### Instructions for the task
Gather each line containing the string "registry" from these entries.

___ Supplied data

impl Dispatcher {
    pub fn new(registry: SinkRegistry, settings: AgentSettings) -> Self {
        let (intake_tx, intake) = intake_queue();
        let (control_tx, control) = mpsc::unbounded_channel();

        Self {
            intake,
            intake_tx,
            control,
            control_tx,
            registry,
            sources: HashMap::new(),
            aliases: HashMap::new(),
            wals: HashMap::new(),
            active: HashSet::new(),
            watchers: WatcherSet::new(),
            monitor: BackpressureMonitor::new(settings.queue_size_limit),
            settings,
            stats: DispatchStats::default(),
        }
    }

    /// Producer handle for the intake queue.
    pub fn intake_sender(&self) -> IntakeSender {
        self.intake_tx.clone()
    }

    pub fn control_sender(&self) -> ControlSender {
        self.control_tx.clone()
    }

    pub fn intake_depth(&self) -> usize {
        self.intake.len()
    }

    pub fn stats(&self) -> DispatchStats {
        self.stats
    }

    pub fn source_count(&self) -> usize {
        self.active.len()
    }

    pub fn is_active(&self, key: &SourceKey) -> bool {
        self.active.contains(key)
    }

    pub fn watcher_count(&self) -> usize {
        self.watchers.len()
    }

    /// Pending WAL records for a source, if it has disk buffering.
    pub fn wal_pending(&self, key: &SourceKey) -> Option<usize> {
        let root = self.sources.get(key)?.wal.as_ref()?;
        self.wals.get(root)?.wal.pending_count().ok()
    }

    /// Create per-source state for a descriptor without starting its watcher.
    ///
    /// Returns false when the key is already active.
    pub fn register_source(&mut self, descriptor: &SourceDescriptor) -> bool {
        let key = descriptor.key();
        if self.active.contains(&key) {
            debug!(source = %key, "Source already active");
            return false;
        }

        let sinks = self.registry.resolve(&descriptor.sinks);
        if sinks.is_empty() {
            warn!(source = %key, "Source has no usable sink");
        }

        let wal = if descriptor.disk_buffer {
            self.open_wal(descriptor, &sinks)
        } else {
            None
        };

        let state = SourceState {
            rate_limiter: descriptor
                .rate_limit
                .filter(|rate| *rate > 0.0)
                .map(TokenBucket::new),
            batch: descriptor
                .batch_size
                .filter(|size| *size > 0)
                .map(BatchBuffer::new),
            wal,
            sinks,
        };

        if descriptor.kind == SourceKind::Journal {
            self.aliases.insert(descriptor.name.clone(), key.clone());
        }

        info!(
            source = %key,
            rate_limit = ?descriptor.rate_limit,
            batch_size = ?descriptor.batch_size,
            disk_buffer = state.wal.is_some(),
            sinks = state.sinks.len(),
            "Registered source"
        );

        self.sources.insert(key.clone(), state);
        self.active.insert(key);
        true
    }

    /// Register a descriptor and start its watcher under `cancel`.
    pub fn activate(&mut self, descriptor: &SourceDescriptor, cancel: &CancellationToken) -> bool {
        if !self.register_source(descriptor) {
            return false;
        }
        let handle = spawn_watcher(descriptor, self.intake_tx.clone(), cancel);
        self.watchers.push(handle);
        true
    }

    fn open_wal(&mut self, descriptor: &SourceDescriptor, sinks: &[Arc<dyn Sink>]) -> Option<PathBuf> {
        let root = DiskWal::root_for(&self.settings.buffer_dir, &descriptor.name, &descriptor.subname);

        if let Some(slot) = self.wals.get_mut(&root) {
            for sink in sinks {
                if !slot.sinks.iter().any(|s| Arc::ptr_eq(s, sink)) {
                    slot.sinks.push(sink.clone());
                }
            }
            return Some(root);
        }

        match DiskWal::open(&root) {
            Ok(wal) => {
                self.wals.insert(
                    root.clone(),
                    WalSlot {
                        wal,
                        sinks: sinks.to_vec(),
                    },
                );
                Some(root)
            }
            Err(e) => {
                error!(
                    source = %descriptor.key(),
                    error = %e,
                    "Failed to open WAL, disk buffering disabled for source"
                );
                None
            }
        }
    }

    fn route(&self, entry: &LogEntry) -> Option<SourceKey> {
        let key = entry.source_key();
        if self.sources.contains_key(&key) {
            return Some(key);
        }
        self.aliases.get(&entry.source_name).cloned()
    }

    /// Persist an entry to its source's WAL; false when there is none or the write failed.
    fn save_to_wal(&mut self, key: &SourceKey, entry: &LogEntry) -> bool {
        let Some(root) = self.sources.get(key).and_then(|s| s.wal.as_ref()) else {
            return false;
        };
        let Some(slot) = self.wals.get_mut(root) else {
            return false;
        };

        match slot.wal.write(entry) {
            Ok(_) => {
                self.stats.saved_to_wal += 1;
                true
            }
            Err(_) => false,
        }
    }

    /// Process one dequeued entry: rate limit, then batch or deliver.
    pub async fn handle_entry(&mut self, entry: LogEntry) {
        let Some(key) = self.route(&entry) else {
            // Not tied to any registered source: best effort to every sink
            let sinks = self.registry.all();
            if deliver(&sinks, &entry).await {
                self.stats.delivered += 1;
            } else {
                self.stats.dropped += 1;
                debug!(source = %entry.source_key(), "Dropped entry from unregistered source");
            }
            return;
        };

        let Some(state) = self.sources.get_mut(&key) else {
            return;
        };

        if let Some(limiter) = state.rate_limiter.as_mut() {
            if !limiter.try_acquire() {
                self.stats.rate_limited += 1;
                if !self.save_to_wal(&key, &entry) {
                    self.stats.dropped += 1;
                    debug!(source = %key, "Dropped rate-limited entry");
                }
                return;
            }
        }

        if let Some(batch) = state.batch.as_mut() {
            if batch.push(entry) {
                self.flush_batch(&key).await;
            }
            return;
        }

        let sinks = state.sinks.clone();
        if deliver(&sinks, &entry).await {
            self.stats.delivered += 1;
        } else if !self.save_to_wal(&key, &entry) {
            self.stats.dropped += 1;
            warn!(source = %key, "Delivery failed, entry dropped");
        }
    }

    /// Deliver every buffered entry for one source and clear its buffer.
    pub async fn flush_batch(&mut self, key: &SourceKey) {
        let (entries, sinks) = match self.sources.get_mut(key) {
            Some(SourceState {
                batch: Some(batch),
                sinks,
                ..
            }) if !batch.is_empty() => (batch.take(), sinks.clone()),
            _ => return,
        };

        let total = entries.len();
        let mut dropped = 0;
        for entry in &entries {
            if deliver(&sinks, entry).await {
                self.stats.delivered += 1;
            } else if !self.save_to_wal(key, entry) {
                dropped += 1;
            }
        }

        self.stats.dropped += dropped;
        if dropped > 0 {
            warn!(source = %key, count = dropped, total = total, "Dropped undeliverable batch entries");
        } else {
            debug!(source = %key, count = total, "Flushed batch");
        }
    }

    pub async fn flush_all(&mut self) {
        let keys: Vec<SourceKey> = self
            .sources
            .iter()
            .filter(|(_, s)| s.batch.as_ref().is_some_and(|b| !b.is_empty()))
            .map(|(k, _)| k.clone())
            .collect();

        for key in keys {
            self.flush_batch(&key).await;
        }
    }

    /// Sample queue depth and apply the overflow policy.
    pub fn check_backpressure(&mut self) {
        let depth = self.intake.len();
        let observation = self.monitor.observe(depth);

        let Some(policy) = observation.overflow else {
            return;
        };

        let drained = drain_now(&mut self.intake);
        let count = drained.len() as u64;

        match policy {
            OverflowPolicy::Discard => {
                self.stats.dropped += count;
                error!(
                    count = count,
                    limit = self.monitor.limit(),
                    "Intake queue overflow, discarded every queued entry"
                );
            }
            OverflowPolicy::DrainToWal => {
                let (saved, dropped) = self.drain_to_wal(drained);
                warn!(
                    saved = saved,
                    dropped = dropped,
                    limit = self.monitor.limit(),
                    "Intake queue overflow, drained queue"
                );
            }
        }

        self.monitor.observe(self.intake.len());
    }

    fn drain_to_wal(&mut self, entries: Vec<LogEntry>) -> (u64, u64) {
        let mut saved = 0;
        let mut dropped = 0;
        for entry in entries {
            let persisted = match self.route(&entry) {
                Some(key) => self.save_to_wal(&key, &entry),
                None => false,
            };
            if persisted {
                saved += 1;
            } else {
                dropped += 1;
            }
        }
        self.stats.dropped += dropped;
        (saved, dropped)
    }

    /// One replay pass over every WAL.
    pub async fn replay_all(&mut self) -> ReplayOutcome {
        let mut total = ReplayOutcome::default();
        for slot in self.wals.values() {
            match replay_wal(&slot.wal, &slot.sinks).await {
                Ok(outcome) => total.merge(outcome),
                Err(e) => error!(root = %slot.wal.root().display(), error = %e, "WAL replay failed"),
            }
        }
        self.stats.replayed += total.delivered as u64;
        total
    }

    pub fn cleanup_stale(&self) -> usize {
        let mut removed = 0;
        for slot in self.wals.values() {
            match slot.wal.cleanup_stale(self.settings.wal_retention) {
                Ok(count) => removed += count,
                Err(e) => error!(root = %slot.wal.root().display(), error = %e, "Stale WAL cleanup failed"),
            }
        }
        removed
    }

    /// Startup pass: drop expired records, then replay the rest.
    pub async fn startup_replay(&mut self) -> ReplayOutcome {
        self.cleanup_stale();
        let outcome = self.replay_all().await;
        if outcome.delivered > 0 || outcome.remaining > 0 {
            info!(
                delivered = outcome.delivered,
                remaining = outcome.remaining,
                malformed = outcome.malformed,
                "Startup WAL replay finished"
            );
        }
        outcome
    }

    fn handle_command(&mut self, command: DispatcherCommand, cancel: &CancellationToken) {
        match command {
            DispatcherCommand::Register(descriptors) => {
                let added = descriptors
                    .iter()
                    .filter(|d| self.activate(d, cancel))
                    .count();
                if added > 0 {
                    info!(count = added, "Started watchers for new sources");
                }
            }
        }
    }

    /// Run until `cancel` fires, then shut down and return the totals.
    pub async fn run(mut self, cancel: CancellationToken) -> DispatchStats {
        let mut check = interval(CHECK_INTERVAL);
        check.set_missed_tick_behavior(MissedTickBehavior::Skip);

        let mut last_replay = Instant::now();
        let mut last_cleanup = Instant::now();

        info!(sources = self.active.len(), wals = self.wals.len(), "Dispatcher started");

        loop {
            tokio::select! {
                biased;

                _ = cancel.cancelled() => break,

                _ = check.tick() => {
                    self.check_backpressure();

                    let replay_interval = self.settings.replay_interval;
                    if !replay_interval.is_zero() && last_replay.elapsed() >= replay_interval {
                        self.replay_all().await;
                        last_replay = Instant::now();
                    }
                    if last_cleanup.elapsed() >= CLEANUP_INTERVAL {
                        self.cleanup_stale();
                        last_cleanup = Instant::now();
                    }
                }

                Some(command) = self.control.recv() => {
                    self.handle_command(command, &cancel);
                }

                received = timeout(RECV_TIMEOUT, self.intake.recv()) => match received {
                    Ok(Some(entry)) => self.handle_entry(entry).await,
                    Ok(None) => break,
                    Err(_) => self.flush_all().await,
                },
            }
        }

        self.shutdown().await
    }

    async fn shutdown(mut self) -> DispatchStats {
        info!(watchers = self.watchers.len(), "Dispatcher stopping");

        std::mem::take(&mut self.watchers).stop_all().await;
        self.flush_all().await;

        let remaining = drain_now(&mut self.intake);
        if !remaining.is_empty() {
            let (saved, dropped) = self.drain_to_wal(remaining);
            info!(saved = saved, dropped = dropped, "Routed queued entries at shutdown");
        }

        let stats = self.stats;
        info!(
            delivered = stats.delivered,
            saved_to_wal = stats.saved_to_wal,
            dropped = stats.dropped,
            rate_limited = stats.rate_limited,
            replayed = stats.replayed,
            "Dispatcher stopped"
        );
        stats
    }
}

______

### Response for this exercise
    pub fn new(registry: SinkRegistry, settings: AgentSettings) -> Self {
            registry,
        let sinks = self.registry.resolve(&descriptor.sinks);
            let sinks = self.registry.all();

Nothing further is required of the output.